Friday, October 03, 2014

Survivor Blood to be used as an Ebola Treatment

The Ebola epidemic is spreading and there is no cure.  Treatment options even in the United States are limited because there are no approved drugs and even the supply of experimental ones have been exhausted.  (See Washington Post Article)

Is it possible that blood could cure Ebola?

That is exactly what the New York Times (read full article here) is reporting as a possible treatment.  The concept is actually pretty simple.  Patients who have been infected with Ebola and survive develop antibodies to the virus.  These virus destroying proteins live in the serum of the blood.  A transfusion of serum or perhaps even whole blood may be the best option as a stop gap measure to treat the expanding number of patients with the disease.  The World Health Organization even has a specific guidance document on the topic.  (WHO convalescent blood for Ebola)

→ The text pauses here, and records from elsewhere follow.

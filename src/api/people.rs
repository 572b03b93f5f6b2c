// People endpoints: list, create or populate, clear
use actix_web::{web, HttpResponse};
use log::debug;
use serde_json::json;

use crate::api::diagnostics::{self, ProbeQuery};
use crate::api::tag_endpoint;
use crate::app_state::AppState;
use crate::error::ApiError;
use crate::people::PersonDraft;

const POPULATE: &str = "populate";

/// GET /api/people
pub async fn list_people(
    query: web::Query<ProbeQuery>,
    state: web::Data<AppState>,
) -> Result<HttpResponse, ApiError> {
    tag_endpoint("people");
    let people = state.people()?;

    if query.requested() {
        return Ok(diagnostics::store_report(&state, "People", people.ping()).await);
    }

    let people = people.list().await?;
    Ok(HttpResponse::Ok().json(json!({ "people": people })))
}

/// POST /api/people: `{"action":"populate"}` or a person
pub async fn post_people(
    draft: web::Json<PersonDraft>,
    state: web::Data<AppState>,
) -> Result<HttpResponse, ApiError> {
    tag_endpoint("people");
    let people = state.people()?;
    let draft = draft.into_inner();

    let action = draft.action.clone();
    match action.as_deref() {
        Some(POPULATE) => {
            let result = people.populate().await?;
            Ok(HttpResponse::Created().json(json!({
                "message": "Database populated successfully",
                "count": result.count,
                "people": result.people,
            })))
        }
        other => {
            if let Some(other) = other {
                debug!("Treating people action {:?} as a create", other);
            }
            let person = people.create(draft).await?;
            Ok(HttpResponse::Created().json(json!({ "person": person })))
        }
    }
}

/// DELETE /api/people
pub async fn clear_people(state: web::Data<AppState>) -> Result<HttpResponse, ApiError> {
    tag_endpoint("people");
    let deleted = state.people()?.clear().await?;
    Ok(HttpResponse::Ok().json(json!({
        "message": "All people deleted successfully",
        "deletedCount": deleted,
    })))
}
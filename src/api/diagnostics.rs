//! Health probes: `?test=true` on the data endpoints, and `/api/test`

use std::future::Future;

use actix_web::{web, HttpRequest, HttpResponse};
use chrono::{SecondsFormat, Utc};
use log::{info, warn};
use serde::Deserialize;
use serde_json::json;

use crate::api::tag_endpoint;
use crate::app_state::AppState;
use crate::error::ApiError;

#[derive(Debug, Default, Deserialize)]
pub struct ProbeQuery {
    pub test: Option<String>,
}

impl ProbeQuery {
    pub fn requested(&self) -> bool {
        is_probe(self.test.as_deref())
    }
}

pub(crate) fn is_probe(flag: Option<&str>) -> bool {
    flag == Some("true")
}

fn timestamp() -> String {
    Utc::now().to_rfc3339_opts(SecondsFormat::Millis, true)
}

/// Report on one store. Mock mode never touches `ping`.
pub async fn store_report<F>(state: &AppState, api: &str, ping: F) -> HttpResponse
where
    F: Future<Output = Result<(), ApiError>>,
{
    if state.is_mock() {
        return HttpResponse::Ok().json(json!({
            "message": format!("Mock {} API is working", api),
            "timestamp": timestamp(),
            "hasDatabase": false,
            "databaseConnected": false,
            "mode": state.mode(),
        }));
    }

    match ping.await {
        Ok(()) => {
            info!("{} probe: database reachable", api);
            HttpResponse::Ok().json(json!({
                "message": format!("{} API is working", api),
                "timestamp": timestamp(),
                "hasDatabase": state.has_database(),
                "databaseConnected": true,
                "mode": state.mode(),
            }))
        }
        Err(e) => {
            warn!("{} probe: database unreachable: {}", api, e);
            HttpResponse::InternalServerError().json(json!({
                "message": format!("{} API is working", api),
                "timestamp": timestamp(),
                "hasDatabase": state.has_database(),
                "databaseConnected": false,
                "dbError": e.to_string(),
                "mode": state.mode(),
            }))
        }
    }
}

/// `/api/test`: echoes the method and the configured mode without touching a store
pub async fn api_test(req: HttpRequest, state: web::Data<AppState>) -> HttpResponse {
    tag_endpoint("test");
    HttpResponse::Ok().json(json!({
        "message": "Test API is working",
        "timestamp": timestamp(),
        "method": req.method().as_str(),
        "hasDatabase": state.has_database(),
        "mode": state.mode(),
    }))
}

In this space over many years, I have discussed how to use blood therapeutically for regenerative medicine.  Discussions about platelet-rich plasma, bone marrow concentrates and stem cells from peripheral blood have focus primarily on orthopedic injuries and disorders.  Blood as a treatment for Ebola will receive more attention in this blog.  Anyone with blood expertise of any kind should do whatever they can to help.  Please post comments or send me information about how blood is being used to treat Ebola:   @bloodcure on Twitter.

The potential restorative powers of blood are considerable and if it is possible to stop the epidemic or at least slow it down by using the serum of survivors as a treatment, we should do everything we can do execute on that strategy in addition to pursuing containment, supportive care, and experimental drugs.